Across Dust Devil, a fictional atmospheric electronic double album, Naemi—a Kansan now based in Berlin—crafts songs that gently rise and fall. Each has a strong point, but a fragile feel, as if they started out as pointed statements before the producer whittled them down to nothing. Indeed, like weather.gov he waxes rather poetic about the tornado-like phenomenon that gives the album its name, each song arriving in a haze and when “exhausted or out of balance,” it “will break and dissolve.” It's a soft and magical album, big on ambition and small on scale, which is, in my opinion, just the right amount of each.
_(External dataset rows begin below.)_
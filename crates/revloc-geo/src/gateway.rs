//! Two-tier geocoding gateway.
//!
//! Built once at startup and shared behind an `Arc`. A query goes to the
//! primary provider when one is configured, then to the secondary. Provider
//! errors, empty answers, and out-of-range coordinates all fall through; the
//! gateway itself never fails.

use std::sync::Arc;
use std::time::Duration;

use revloc_core::{AddressDescriptor, AppConfig, GeocodeResult, GeocodeSource};

use crate::error::GeoError;
use crate::google::GoogleGeocoder;
use crate::nominatim::NominatimGeocoder;
use crate::provider::Geocoder;

pub struct GeocodingGateway {
    primary: Option<Arc<dyn Geocoder>>,
    secondary: Arc<dyn Geocoder>,
}

impl GeocodingGateway {
    #[must_use]
    pub fn new(primary: Option<Arc<dyn Geocoder>>, secondary: Arc<dyn Geocoder>) -> Self {
        Self { primary, secondary }
    }

    /// Build the production gateway. The Google backend is only wired in when
    /// an API key is configured.
    ///
    /// # Errors
    ///
    /// Returns [`GeoError`] if either HTTP client cannot be constructed.
    pub fn from_config(config: &AppConfig) -> Result<Self, GeoError> {
        let primary = match config.google_maps_api_key.as_deref() {
            Some(key) => Some(Arc::new(GoogleGeocoder::new(
                key,
                &config.google_base_url,
                config.http_timeout_secs,
                &config.user_agent,
            )?) as Arc<dyn Geocoder>),
            None => {
                tracing::info!("GOOGLE_MAPS_API_KEY not set; geocoding uses OpenStreetMap only");
                None
            }
        };

        let secondary = Arc::new(NominatimGeocoder::new(
            &config.nominatim_base_url,
            config.http_timeout_secs,
            &config.user_agent,
            Duration::from_millis(config.nominatim_min_interval_ms),
            Duration::from_millis(config.rate_limit_backoff_ms),
        )?);

        Ok(Self::new(primary, secondary))
    }

    #[must_use]
    pub fn has_primary(&self) -> bool {
        self.primary.is_some()
    }

    /// Resolve an address descriptor to coordinates, or `None`.
    pub async fn resolve(&self, descriptor: &AddressDescriptor) -> Option<GeocodeResult> {
        if descriptor.is_empty() {
            return None;
        }
        self.resolve_query(&descriptor.query_string()).await
    }

    /// Convenience form of [`GeocodingGateway::resolve`] for separate parts.
    pub async fn resolve_address(
        &self,
        address: &str,
        city: Option<&str>,
        state: Option<&str>,
    ) -> Option<GeocodeResult> {
        self.resolve(&AddressDescriptor::structured(address, city, state))
            .await
    }

    async fn resolve_query(&self, query: &str) -> Option<GeocodeResult> {
        if let Some(primary) = &self.primary {
            if let Some(result) = attempt(primary.as_ref(), query).await {
                return Some(result);
            }
        }
        attempt(self.secondary.as_ref(), query).await
    }

    /// Geocode many descriptors, `concurrency` at a time, pausing `delay`
    /// between groups. The output is aligned with `items`; a failed item is
    /// `None` and never stops the rest of the batch.
    pub async fn batch_resolve(
        &self,
        items: &[AddressDescriptor],
        concurrency: usize,
        delay: Duration,
    ) -> Vec<Option<GeocodeResult>> {
        let mut results = Vec::with_capacity(items.len());
        let chunk_size = concurrency.max(1);

        for (index, chunk) in items.chunks(chunk_size).enumerate() {
            if index > 0 && !delay.is_zero() {
                tokio::time::sleep(delay).await;
            }
            let group = futures::future::join_all(chunk.iter().map(|item| self.resolve(item))).await;
            results.extend(group);
        }

        let found = results.iter().flatten().count();
        let primary = count_source(&results, GeocodeSource::GoogleMaps);
        let secondary = count_source(&results, GeocodeSource::OpenStreetMap);
        tracing::info!(
            requested = items.len(),
            found,
            google_maps = primary,
            openstreetmap = secondary,
            "batch geocoding complete"
        );

        results
    }
}

async fn attempt(provider: &dyn Geocoder, query: &str) -> Option<GeocodeResult> {
    let source = provider.source().as_str();
    match provider.geocode(query).await {
        Ok(Some(result)) if result.coordinates.is_valid() => Some(result),
        Ok(Some(result)) => {
            tracing::warn!(
                provider = source,
                query,
                lat = result.coordinates.lat,
                lng = result.coordinates.lng,
                "geocoder returned out-of-range coordinates; ignoring"
            );
            None
        }
        Ok(None) => {
            tracing::debug!(provider = source, query, "geocoder found no match");
            None
        }
        Err(e) => {
            tracing::warn!(provider = source, query, error = %e, "geocoder request failed");
            None
        }
    }
}

fn count_source(results: &[Option<GeocodeResult>], source: GeocodeSource) -> usize {
    results
        .iter()
        .flatten()
        .filter(|r| r.source == source)
        .count()
}

#[cfg(test)]
#[path = "gateway_test.rs"]
mod tests;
Naemi, who previously produced under the name Exael, is part of a loose crew of musicians from Kansas and beyond – notably Ulla and Huerco S., who both appear on the album – working on the more expansive side of electronic music . Expect to hear mesmerizing soundscapes, ping pong cues, slow laser beams melting into muted hi-hats, acoustic guitars armed in fractal dissonance. This attenuated acoustic shares the anti-melody principles of waveless music, but not the abrasion. The album is quirky, but easy to listen to. Flexibility is part of the approach.
Dust Devil is the work of this sound, with Naemi bringing together a series of young experimental killers as selected guests, talented people scattered throughout the bands' Motion Ward the 3XL, whose label head, Shy, appears on this album. They perform an array of musical talents, spoken word poetry, strumming an acoustic guitar or chanting the sweetest nothing over gurgling, humming and pulsating beats.
The album opens with “It Feels So Good” featuring “Erika”—who is also known as the pretty popular R&B musician Erika de Casier. She's so much more well-known than the rest of the artists that it feels like they thought it would be gauche to use her full name – a blurry scan of sound. The song could easily have been an instrumental. on its own it would be a nice piece of atmospheric music, made from the softer version of something between the call of a baby whale and the digitized sound of a trumpet combined with a digital harp-like shimmer. But with de Casier singing, which she does slowly and softly enough to almost whisper, the song goes from soothing to seductive. Brian Eno never could. “It Feels So Good” is probably the closest thing the album has to a “song”. It's a smart choice to open the album, a proper dip into the warmth of the album before traveling into the next 13 songs that dazzle together as they fall in and out of coherence. Ideas are developed, implemented and abandoned. There's not always a ton of growth, but not a lot of value either. curiosity takes over.